What if we didn’t need an app server anymore?

What would happen if you designed the backend of your web application or mobile apps in such a way that they did not require a monolithic application server? Could we provide everything from static assets to RESTful operations and messaging using microservices implemented using the extensive suite of tools provided by Amazon Web Services (AWS)?

Update: I’m writing a technical book on this topic called ‘Serverless’ (Dec 2015)

Update #2: Hacker News discussion here

The Quest Begins

Fred George, a former colleague & mentor at Thoughtworks is widely credited as one of the originators of the concept of microservices. At this year’s speakerconf, Fred once again described his ideas for systems displaying emergent behavior based on collaborative microservices communicating via pub/sub messaging. I left the conference eager to try such a system for my own purposes.

My initial exploration of Apache Kafka (the messaging server that Fred himself uses) was fruitless. Given constraints of free time and lack of practical devops experience, I wanted instead something simple to deploy and manage. As surely many others are currently doing, I shifted my attention to the functionality provided by AWS, especially given recent progress on the Lambda and API Gateway products.

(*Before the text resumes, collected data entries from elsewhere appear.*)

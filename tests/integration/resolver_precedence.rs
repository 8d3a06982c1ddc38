//! Integration tests for merge precedence and normalization

use super::test_utils::{build_config, merge, resolver};
use serde_json::json;
use serveconf::{
    BuildConfiguration, CliArguments, CliValue, ContentBase, Mode, Resolver, ResolverContext,
    StatsValue,
};
use std::path::PathBuf;

#[test]
fn test_port_default_cli_yields_to_config() {
    let args = CliArguments::new().with("port", 8080u16);
    let options = merge(json!({"devServer": {"port": 9000}}), &args).into_options();
    assert_eq!(options.port, Some(9000));
}

#[test]
fn test_port_explicit_cli_wins() {
    let args = CliArguments::new().with("port", 9090u16);
    let options = merge(json!({"devServer": {"port": 9000}}), &args).into_options();
    assert_eq!(options.port, Some(9090));
}

#[test]
fn test_port_default_cli_without_config() {
    let args = CliArguments::new().with("port", 8080u16);
    let options = merge(json!({}), &args).into_options();
    assert_eq!(options.port, Some(8080));
}

#[test]
fn test_port_compares_against_context_default() {
    let args = CliArguments::new().with("port", 8080u16);
    let mut config = build_config(json!({"devServer": {"port": 9000}}));
    let options = Resolver::new(ResolverContext::with_default_port(3000))
        .merge(&mut config, &args)
        .into_options();
    assert_eq!(options.port, Some(8080));
}

#[test]
fn test_content_base_digit_is_port() {
    let args = CliArguments::new().with("contentBase", "5");
    let options = merge(json!({}), &args).into_options();
    assert_eq!(options.content_base, Some(ContentBase::Port(5)));
    assert_eq!(serde_json::to_value(&options).unwrap()["contentBase"], json!(5));
}

#[test]
fn test_content_base_relative_path() {
    let args = CliArguments::new().with("contentBase", "./public");
    let options = merge(json!({}), &args).into_options();
    match options.content_base {
        Some(ContentBase::Path(path)) => {
            assert!(path.is_absolute());
            assert!(path.ends_with("public"));
            assert_eq!(path, PathBuf::from("/work/site/public"));
        }
        other => panic!("expected path, got {:?}", other),
    }
}

#[test]
fn test_content_base_url_unchanged() {
    let args = CliArguments::new().with("contentBase", "http://example.com");
    let options = merge(json!({}), &args).into_options();
    assert_eq!(
        options.content_base,
        Some(ContentBase::Url("http://example.com".to_string()))
    );
}

#[test]
fn test_content_base_list() {
    let args = CliArguments::new().with(
        "contentBase",
        CliValue::List(vec!["a".to_string(), "b".to_string()]),
    );
    let options = merge(json!({}), &args).into_options();
    assert_eq!(
        options.content_base,
        Some(ContentBase::Paths(vec![
            PathBuf::from("/work/site/a"),
            PathBuf::from("/work/site/b"),
        ]))
    );
}

#[test]
fn test_content_base_disabled() {
    let args = CliArguments::new().with("contentBase", false);
    let options = merge(json!({"devServer": {"contentBase": "static"}}), &args).into_options();
    assert_eq!(options.content_base, Some(ContentBase::Disabled));
}

#[test]
fn test_content_base_from_config_untouched_without_cli() {
    let options = merge(json!({"devServer": {"contentBase": "static"}}), &CliArguments::new())
        .into_options();
    assert_eq!(
        options.content_base,
        Some(ContentBase::Path(PathBuf::from("static")))
    );
}

#[test]
fn test_public_path_gets_leading_separator() {
    let options = merge(json!({"output": {"publicPath": "assets"}}), &CliArguments::new())
        .into_options();
    assert_eq!(options.public_path.as_deref(), Some("/assets"));
}

#[test]
fn test_public_path_absolute_url_kept() {
    let options = merge(
        json!({"output": {"publicPath": "https://cdn.example.com/assets/"}}),
        &CliArguments::new(),
    )
    .into_options();
    assert_eq!(
        options.public_path.as_deref(),
        Some("https://cdn.example.com/assets/")
    );
}

#[test]
fn test_public_path_without_output() {
    let options = merge(json!({}), &CliArguments::new()).into_options();
    assert_eq!(options.public_path.as_deref(), Some("/"));
}

#[test]
fn test_public_path_declared_wins() {
    let options = merge(
        json!({"output": {"publicPath": "assets"}, "devServer": {"publicPath": "dev"}}),
        &CliArguments::new(),
    )
    .into_options();
    assert_eq!(options.public_path.as_deref(), Some("dev"));
}

#[test]
fn test_hot_configured_false_wins_over_cli() {
    let args = CliArguments::new().with("hot", true);
    let options = merge(json!({"devServer": {"hot": false}}), &args).into_options();
    assert_eq!(options.hot, Some(false));
}

#[test]
fn test_hot_from_cli_when_undeclared() {
    let args = CliArguments::new().with("hot", true);
    let options = merge(json!({}), &args).into_options();
    assert_eq!(options.hot, Some(true));
}

#[test]
fn test_client_log_level_precedence() {
    let args = CliArguments::new().with("clientLogLevel", "warning");
    let options = merge(json!({"devServer": {"clientLogLevel": "none"}}), &args).into_options();
    assert_eq!(options.client_log_level.as_deref(), Some("warning"));

    let options = merge(json!({}), &args).into_options();
    assert_eq!(options.client_log_level.as_deref(), Some("warning"));
}

#[test]
fn test_declared_quiet_follows_cli() {
    let args = CliArguments::new().with("quiet", false).with("info", true);
    let options = merge(json!({"devServer": {"quiet": true}}), &args).into_options();
    assert_eq!(options.quiet, Some(false));
    assert_eq!(options.no_info, None);
}

#[test]
fn test_empty_list_gains_default_target() {
    let mut build = BuildConfiguration::Multi(Vec::new());
    let resolution = resolver().merge(&mut build, &CliArguments::new());
    assert_eq!(build.targets().len(), 1);
    assert_eq!(build.targets()[0].mode, Some(Mode::Development));
    assert_eq!(resolution.options.public_path.as_deref(), Some("/"));
}

#[test]
fn test_color_stats_record() {
    let args = CliArguments::new().with("color", true);
    let options = merge(json!({}), &args).into_options();
    assert_eq!(
        serde_json::to_value(&options.stats).unwrap(),
        json!({"cached": false, "cachedAssets": false, "colors": true})
    );
}

#[test]
fn test_stats_default_without_color() {
    let options = merge(json!({"stats": "errors-only"}), &CliArguments::new()).into_options();
    match options.stats {
        Some(StatsValue::Record(record)) => {
            assert!(!record.cached);
            assert!(!record.cached_assets);
            assert_eq!(record.rest.get("preset"), Some(&json!("errors-only")));
        }
        other => panic!("expected record, got {:?}", other),
    }
}

#[test]
fn test_unrecognized_arguments_are_dropped() {
    let args = CliArguments::new()
        .with("bonjour", true)
        .with("lazy", true)
        .with("socket", "/tmp/dev.sock");
    let options = merge(json!({"devServer": {"lazy": false}}), &args).into_options();

    let wire = serde_json::to_value(&options).unwrap();
    assert!(wire.get("bonjour").is_none());
    assert!(wire.get("socket").is_none());
    assert_eq!(wire["lazy"], json!(true));
}

#[test]
fn test_filename_and_watch_options_from_build() {
    let options = merge(
        json!({
            "output": {"filename": "bundle.js"},
            "watchOptions": {"aggregateTimeout": 300},
            "devServer": {"watchOptions": {"poll": true}}
        }),
        &CliArguments::new(),
    )
    .into_options();
    assert_eq!(options.filename.as_deref(), Some("bundle.js"));
    assert_eq!(options.watch_options, Some(json!({"poll": true})));
}

#[test]
fn test_open_page_defaults_when_opening() {
    let options = merge(json!({"devServer": {"open": true}}), &CliArguments::new()).into_options();
    assert_eq!(options.open_page.as_deref(), Some(""));

    let options = merge(json!({"devServer": {"open": false}}), &CliArguments::new()).into_options();
    assert_eq!(options.open_page, None);
}

#[test]
fn test_attach_makes_options_visible_through_build() {
    let mut config = build_config(json!({"devServer": {"compress": true}}));
    let resolution = resolver().merge(&mut config, &CliArguments::new().with("port", 8080u16));
    resolution.attach_to(&mut config);

    let attached = config.first().unwrap().dev_server.clone().unwrap();
    assert_eq!(attached, resolution.options);
    assert_eq!(attached.port, Some(8080));
    assert_eq!(attached.extra.get("compress"), Some(&json!(true)));
}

My testbed for experimentation would be DueProps, the web application that I’ve kept on life support since the demise of its startup venture a few years ago. DueProps exists as a monolithic Rails application hosted on Heroku. I touch the codebase as rarely as possible, since it’s brittle and I’ve forgotten how a lot of it works.

What’s more, DueProps is relatively expensive to maintain, especially in light of how little traffic it supports. If I could migrate the entire backend to AWS and pay based solely on usage, the hosting costs might drop significantly. It would also be a considerably smaller mental leap of faith to invest in driving some new traffic, since a key side-benefit of serverless design is auto-scaling; I might be able to survive unexpected spikes in demand without the headaches of wondering whether DueProps’ aging backend would fall over or get unbearably expensive.

But how to begin?

Proof of Concept: Slack Integration

After mulling it over for a couple of weeks, and absent too much inspiration or desire for rewriting core DueProps functionality, I decided to try adding a new feature. One of the most popular user requests of the last year has been for us to integrate with Slack.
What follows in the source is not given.